We present a parametric analytical framework for approximating two-dimensional incompressible Navier–Stokes solutions using structured, non-orthogonal functional analysis. The velocity and pressure fields are represented by explicit analytical expressions combining temporal exponential decay, trigonometric components, and low-degree polynomial terms in space, resulting in a finite-dimensional model with a moderate number of free parameters. Unlike classical spectral or Galerkin methods, the proposed approach does not rely on orthogonality, completeness, or projection onto predefined bases.

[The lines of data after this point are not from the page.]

//! PNG output of a rasterized frame.
//!
//! Feature-gated behind `png` (default on). The buffer itself comes from
//! [`crate::pixel::rasterize`].

use fluid_core::error::EngineError;
use std::path::Path;

/// Writes an RGBA8 buffer of `width × height` pixels as a PNG.
///
/// Returns `EngineError::Io` if a side overflows `u32`, the buffer length
/// does not match, or the write fails.
pub fn write_png(buffer: Vec<u8>, width: usize, height: usize, path: &Path) -> Result<(), EngineError> {
    let w = u32::try_from(width).map_err(|_| EngineError::Io(format!("width {width} too large")))?;
    let h =
        u32::try_from(height).map_err(|_| EngineError::Io(format!("height {height} too large")))?;
    let img = image::RgbaImage::from_raw(w, h, buffer)
        .ok_or_else(|| EngineError::Io("RGBA buffer size mismatch".into()))?;
    img.save(path).map_err(|e| EngineError::Io(e.to_string()))?;
    tracing::debug!(path = %path.display(), width, height, "wrote png");
    Ok(())
}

The unknown coefficients are determined by minimizing a global residual-based functional composed of the squared Navier–Stokes equations evaluated throughout the domain, together with penalized boundary constraints. This formulation enforces physical consistency in the interior while using boundary information as the only prescribed data. The residual minimization acts as an implicit regularization mechanism, despite the absence of a weak formulation or mesh-based approximation of the solution fields.
Numerical integration of the residual functional is performed on an unstructured finite element mesh generated in FreeFEM, which is employed solely as a quadrature tool. The analytical representation remains global and continuous over the domain. A genetic algorithm is used to solve the resulting non-convex optimization problem, serving as a robust global optimizer rather than an intrinsic component of the methodology.
The framework is assessed using two complementary test cases: a controlled verification problem admitting an exact analytical solution, and the classical Taylor–Green vortex benchmark, widely used for validation of Navier–Stokes solvers. Results demonstrate that physically consistent approximations can be reconstructed using boundary information alone, even for nontrivial vortical dynamics.
The proposed approach is positioned as a complementary tool bridging analytical modeling, numerical fluid dynamics, and optimization-based methods, and is particularly suited as a low-cost analytical surrogate or warm-start strategy for data-driven and physics-informed solvers in fluid dynamics applications.